In his Motion to Dismiss, Defendant Sussman argues that this Court lacks personal jurisdiction over the defendants, that the parties expressly agreed to litigate their claims in Tennessee, that GISO has failed to join indispensable parties, and that GISO has no standing to bring this suit. Because the Court finds that the parties did expressly agree to litigate their claims in Tennessee, the Motion is GRANTED. The Court does not address Sussman's other arguments.
GISO attaches the relevant Merchant Agreement in this case to the Complaint. That agreement contains a forum selection clause:
This agreement shall be governed by the laws of the State of
Tennessee. Any action, including an original complaint or third party claim, by or in the right of any part of this Agreement or any actions under or in any way related to this Agreement, including but not limited to a claim for payment under the Agreement, or including any non-contract claim [collectively "Claims"], shall be brought and maintained exclusively in a state or federal court of competent subject matter jurisdiction in Shelby County, Tennessee and the parties hereby submit themselves to the personal jurisdiction and venue of these courts for the purposes of any such action and hereby waive any defense related to personal jurisdiction or venue.

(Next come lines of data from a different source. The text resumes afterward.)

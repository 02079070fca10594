//! xiv_core - Fixed-point damage formulas for FFXIV-style combat
//!
//! This library provides:
//! - Stat tables: level, job and clan rows loaded from TOML
//! - Modifiers: per-stat fixed-point multipliers (determination, crit, speed, ...)
//! - Buffs: chance, damage and stat modifiers, plus named presets
//! - Damage: the staged integer pipeline for direct hits, DoT ticks and autos
//! - Sampling: Monte-Carlo damage distributions from a caller-owned RNG
//!
//! Every stage floors toward negative infinity at a fixed scale (100, 1000,
//! 10000 or 1,000,000), so results match the game's integer arithmetic.

pub mod buff;
pub mod config;
pub mod damage;
pub mod dot;
pub mod error;
pub mod modifiers;
pub mod prelude;
pub mod stats;
pub mod types;

// Re-export core types for convenience
pub use buff::{Buff, BuffPresets, StatMod};
pub use config::{default_buff_presets, default_dot_registry, default_example_players, default_stat_tables, ConfigError};
pub use damage::{
    calc_action_damage, calc_auto_attack_damage, calc_dot_tick_damage, generate_sample_hits,
    multi_hit_damage_sample, random_variance, roll_action_damage, roll_auto_attack_damage,
    roll_dot_tick_damage, DamageKind, PreparedHit, SampledHit,
};
pub use dot::{ActiveDot, DotConfig, DotRegistry};
pub use error::{CalcError, CalcResult};
pub use stats::{Player, PlayerStats, StatTableProvider, StatTables};
pub use types::{ActionCategory, CritType, DHType, DamageElement, DamageType, Job, Role, Stat, WeaponInfo};
//! Monte-Carlo hit sampling
//!
//! Each sampled hit rolls direct hit, then crit, then random variance from
//! the caller's RNG. Stat buffs and chances are resolved once per sampler.

use super::hit::{DamageKind, PreparedHit, SampledHit};
use crate::buff::Buff;
use crate::error::CalcResult;
use crate::stats::{Player, StatTableProvider};
use rand::Rng;

/// Finite sequence of sampled direct-action damage
///
/// Borrows the RNG mutably, so a second sampler over the same RNG continues
/// the stream rather than repeating it.
#[derive(Debug)]
pub struct SampleHits<'r, R: Rng> {
    hit: PreparedHit,
    remaining: usize,
    rng: &'r mut R,
}

impl<'r, R: Rng> SampleHits<'r, R> {
    /// Roll the next hit, keeping the crit/DH outcome
    pub fn next_hit(&mut self) -> Option<SampledHit> {
        if self.remaining == 0 {
            return None;
        }
        self.remaining -= 1;
        Some(self.hit.roll(&mut *self.rng))
    }

    /// The resolved hit every sample is drawn from
    pub fn prepared(&self) -> &PreparedHit {
        &self.hit
    }
}

impl<'r, R: Rng> Iterator for SampleHits<'r, R> {
    type Item = i64;

    fn next(&mut self) -> Option<i64> {
        self.next_hit().map(|hit| hit.damage)
    }

    fn size_hint(&self) -> (usize, Option<usize>) {
        (self.remaining, Some(self.remaining))
    }
}

impl<'r, R: Rng> ExactSizeIterator for SampleHits<'r, R> {}

/// Sample `n` hits of a direct action at `potency`
pub fn generate_sample_hits<'r, R: Rng>(
    tables: &(impl StatTableProvider + ?Sized),
    n: usize,
    potency: i64,
    player: &Player,
    buffs: &[Buff],
    rng: &'r mut R,
) -> CalcResult<SampleHits<'r, R>> {
    let hit = PreparedHit::new(tables, DamageKind::Direct, potency, player, buffs)?;
    log::debug!(
        "Sampling {} hits of potency {} for {}: crit {}, dh {}",
        n,
        potency,
        player.job,
        hit.crit_chance(),
        hit.dh_chance()
    );
    Ok(SampleHits {
        hit,
        remaining: n,
        rng,
    })
}

/// Finite sequence of combined damage for a multi-hit action
///
/// Each item rolls every component hit independently and sums them.
#[derive(Debug)]
pub struct MultiHitSamples<'r, R: Rng> {
    hits: Vec<PreparedHit>,
    remaining: usize,
    rng: &'r mut R,
}

impl<'r, R: Rng> Iterator for MultiHitSamples<'r, R> {
    type Item = i64;

    fn next(&mut self) -> Option<i64> {
        if self.remaining == 0 {
            return None;
        }
        self.remaining -= 1;
        let rng = &mut *self.rng;
        Some(self.hits.iter().map(|hit| hit.roll(&mut *rng).damage).sum())
    }

    fn size_hint(&self) -> (usize, Option<usize>) {
        (self.remaining, Some(self.remaining))
    }
}

impl<'r, R: Rng> ExactSizeIterator for MultiHitSamples<'r, R> {}

/// Sample `n` combined values of a multi-hit action, one hit per potency
pub fn multi_hit_damage_sample<'r, R: Rng>(
    tables: &(impl StatTableProvider + ?Sized),
    n: usize,
    potencies: &[i64],
    player: &Player,
    buffs: &[Buff],
    rng: &'r mut R,
) -> CalcResult<MultiHitSamples<'r, R>> {
    let hits = potencies
        .iter()
        .map(|&potency| PreparedHit::new(tables, DamageKind::Direct, potency, player, buffs))
        .collect::<CalcResult<Vec<_>>>()?;
    log::debug!(
        "Sampling {} multi-hit values over potencies {:?} for {}",
        n,
        potencies,
        player.job
    );
    Ok(MultiHitSamples {
        hits,
        remaining: n,
        rng,
    })
}
//! DoT (Damage over Time) system

mod active;
mod types;

pub use active::ActiveDot;
pub use types::{DotConfig, DEFAULT_TICK_INTERVAL_MS};

use crate::types::Job;
use std::collections::HashMap;

/// DoT type registry
#[derive(Debug, Clone, Default)]
pub struct DotRegistry {
    /// Mapping from DoT type ID to configuration
    configs: HashMap<String, DotConfig>,
}

impl DotRegistry {
    pub fn new() -> Self {
        DotRegistry {
            configs: HashMap::new(),
        }
    }

    /// Register a DoT type, replacing any previous one with the same ID
    pub fn register(&mut self, config: DotConfig) {
        self.configs.insert(config.id.clone(), config);
    }

    pub fn get(&self, id: &str) -> Option<&DotConfig> {
        self.configs.get(id)
    }

    pub fn len(&self) -> usize {
        self.configs.len()
    }

    pub fn is_empty(&self) -> bool {
        self.configs.is_empty()
    }

    /// DoTs applied by `job`, sorted by ID
    pub fn for_job(&self, job: Job) -> Vec<&DotConfig> {
        let mut dots: Vec<&DotConfig> = self.configs.values().filter(|c| c.job == job).collect();
        dots.sort_by(|a, b| a.id.cmp(&b.id));
        dots
    }

    /// Registered IDs, sorted
    pub fn ids(&self) -> Vec<&str> {
        let mut ids: Vec<&str> = self.configs.keys().map(String::as_str).collect();
        ids.sort_unstable();
        ids
    }
}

A forum selection clause is presumptively valid. M/S Bremen v. Zapata Off-Shore Co., 407 U.S. 1, 10 (1972). But in cases of form contracts, forum selection clauses are subject to judicial scrutiny for fundamental fairness. Carnival Cruise Lines v. Shute, 499 U.S. 585, 595 (1991). Courts consider three factors in evaluating fundamental fairness: evidence of a bad-faith motive, evidence of fraud or overreaching, and ...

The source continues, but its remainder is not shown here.